> **DATA FOR PROCESSING**:
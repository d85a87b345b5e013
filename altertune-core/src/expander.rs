//! # Pattern Expansion Module
//!
//! Turns the looping pattern into the concrete notes whose onset falls inside
//! a half-open time window `[start, end)`.
//!
//! Expansion is window-decomposable: expanding two adjacent windows gives the
//! same notes as expanding their union, so a scheduler can walk time in
//! arbitrary slices without gaps or double triggers.

use crate::{
    ScheduledNote,
    config::SchedulerConfig,
    pattern::{ArpEvent, ArpeggioPattern},
    pitch,
    session::Session,
};
use std::ops::ControlFlow;
use std::sync::atomic::{AtomicU64, Ordering};

/// Bars are always four beats long.
pub const BEATS_PER_BAR: f64 = 4.0;

/// A half-open interval of timeline seconds.
#[derive(Debug, Clone, Copy, PartialEq)]
pub struct Window {
    pub start: f64,
    pub end: f64,
}

impl Window {
    pub fn new(start: f64, end: f64) -> Self {
        Self { start, end }
    }

    pub fn contains(&self, t: f64) -> bool {
        t >= self.start && t < self.end
    }

    pub fn duration(&self) -> f64 {
        self.end - self.start
    }

    /// Same window moved by `offset` seconds.
    pub fn shifted(&self, offset: f64) -> Self {
        Self::new(self.start + offset, self.end + offset)
    }
}

/// Step and cycle lengths derived from a tempo and a pattern.
#[derive(Debug, Clone, Copy, PartialEq)]
pub struct PatternTiming {
    pub step: f64,
    pub cycle: f64,
    pub total_steps: u32,
}

impl PatternTiming {
    /// `None` unless bpm, steps per bar and bars describe a finite, positive cycle.
    pub fn derive(bpm: f64, pattern: &ArpeggioPattern) -> Option<Self> {
        if !(bpm.is_finite() && bpm > 0.0) || pattern.steps_per_bar == 0 || pattern.bars == 0 {
            return None;
        }
        let step = (60.0 / bpm) * (BEATS_PER_BAR / pattern.steps_per_bar as f64);
        if !(step.is_finite() && step > 0.0) {
            return None;
        }
        let total_steps = pattern.total_steps();
        let cycle = step * total_steps as f64;
        if !(cycle.is_finite() && cycle > 0.0) {
            return None;
        }
        Some(Self {
            step,
            cycle,
            total_steps,
        })
    }
}

/// Expands patterns into notes with a fixed set of defaults.
#[derive(Debug, Default)]
pub struct PatternExpander {
    config: SchedulerConfig,
    cap_hits: AtomicU64,
}

impl PatternExpander {
    pub fn new(config: SchedulerConfig) -> Self {
        Self {
            config,
            cap_hits: AtomicU64::new(0),
        }
    }

    pub fn config(&self) -> &SchedulerConfig {
        &self.config
    }

    /// How many windows were cut short by `max_events_per_tick`.
    pub fn cap_hits(&self) -> u64 {
        self.cap_hits.load(Ordering::Relaxed)
    }

    /// Notes whose event onset lies in `window`, sorted by time.
    ///
    /// `pattern_start` is the instant step 0 of repetition 0 is anchored to.
    /// Unplayable settings (non-positive tempo or cycle, no events) give an
    /// empty result. At most `max_events_per_tick` notes are returned.
    pub fn compute_window(
        &self,
        window: Window,
        pattern_start: f64,
        session: &Session,
    ) -> Vec<ScheduledNote> {
        let pattern = &session.pattern;
        let Some(timing) = PatternTiming::derive(session.transport.bpm, pattern) else {
            return Vec::new();
        };
        if !(window.start < window.end) || !pattern_start.is_finite() {
            return Vec::new();
        }
        let events: Vec<&ArpEvent> = pattern
            .events
            .iter()
            .filter(|ev| ev.step < timing.total_steps)
            .collect();
        if events.is_empty() {
            return Vec::new();
        }

        let cap = self.config.max_events_per_tick;
        let mut notes = Vec::new();
        if cap == 0 {
            return notes;
        }

        let mut k = ((window.start - pattern_start) / timing.cycle).floor();
        if !k.is_finite() {
            k = 0.0;
        }
        // Every repetition visited after the first holds at least one onset.
        // Past `cap + 1` repetitions without reaching the cap, no string sounds
        // and the remaining repetitions would add nothing.
        let mut repetitions = 0usize;
        let mut capped = false;

        'repetitions: loop {
            let base = pattern_start + k * timing.cycle;
            if base >= window.end {
                break;
            }
            repetitions += 1;
            if repetitions > cap + 1 {
                log::trace!(
                    target: "expander",
                    "Window [{:.3}, {:.3}) has no sounding strings past {} repetitions",
                    window.start,
                    window.end,
                    cap + 1
                );
                break;
            }
            for event in &events {
                let onset = base + event.step as f64 * timing.step;
                if !window.contains(onset) {
                    continue;
                }
                if self.expand_event(event, onset, timing.step, session, cap, &mut notes).is_break() {
                    capped = true;
                    break 'repetitions;
                }
            }
            k += 1.0;
        }

        if capped {
            let hits = self.cap_hits.fetch_add(1, Ordering::Relaxed) + 1;
            log::warn!(
                target: "expander",
                "Window [{:.3}, {:.3}) truncated at {} notes (cap hit #{})",
                window.start,
                window.end,
                notes.len(),
                hits
            );
        }
        notes.sort_by(|a, b| a.time.total_cmp(&b.time));
        notes
    }

    /// Pushes one note per sounding string of `event`. Breaks once `cap` notes exist.
    fn expand_event(
        &self,
        event: &ArpEvent,
        onset: f64,
        step: f64,
        session: &Session,
        cap: usize,
        notes: &mut Vec<ScheduledNote>,
    ) -> ControlFlow<()> {
        let config = &self.config;
        let spread = event.strum_ms.unwrap_or(config.default_strum_ms).max(0.0) / 1000.0;
        let length_steps = event.length_steps.unwrap_or(config.default_length_steps);
        let length_seconds = (length_steps * step * config.length_factor).max(config.min_length_sec);
        let velocity = event.velocity.unwrap_or(config.default_velocity).clamp(0.0, 1.0);

        for (ordinal, &string_index) in event.strings.iter().enumerate() {
            let fret = session.fingering.fret(string_index);
            if fret < 0 {
                continue;
            }
            let Some(open) = session.tuning.open_pitch(string_index) else {
                continue;
            };
            if notes.len() >= cap {
                return ControlFlow::Break(());
            }
            notes.push(ScheduledNote {
                time: onset + ordinal as f64 * spread,
                frequency: pitch::transposed_freq_with_reference(open, fret, config.reference_a4_hz),
                velocity,
                length_seconds,
            });
        }
        if notes.len() >= cap {
            ControlFlow::Break(())
        } else {
            ControlFlow::Continue(())
        }
    }
}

> **TO DO**:
Return only the exact lines from the opening of the records through the line that contains "pub fn shifted(&self, offset: f64)", both included.

> **ANSWER TO THIS TASK**:
repository d85a87b345b5e013
filename altertune-core/src/expander.rs
//! # Pattern Expansion Module
//!
//! Turns the looping pattern into the concrete notes whose onset falls inside
//! a half-open time window `[start, end)`.
//!
//! Expansion is window-decomposable: expanding two adjacent windows gives the
//! same notes as expanding their union, so a scheduler can walk time in
//! arbitrary slices without gaps or double triggers.

use crate::{
    ScheduledNote,
    config::SchedulerConfig,
    pattern::{ArpEvent, ArpeggioPattern},
    pitch,
    session::Session,
};
use std::ops::ControlFlow;
use std::sync::atomic::{AtomicU64, Ordering};

/// Bars are always four beats long.
pub const BEATS_PER_BAR: f64 = 4.0;

/// A half-open interval of timeline seconds.
#[derive(Debug, Clone, Copy, PartialEq)]
pub struct Window {
    pub start: f64,
    pub end: f64,
}

impl Window {
    pub fn new(start: f64, end: f64) -> Self {
        Self { start, end }
    }

    pub fn contains(&self, t: f64) -> bool {
        t >= self.start && t < self.end
    }

    pub fn duration(&self) -> f64 {
        self.end - self.start
    }

    /// Same window moved by `offset` seconds.
    pub fn shifted(&self, offset: f64) -> Self {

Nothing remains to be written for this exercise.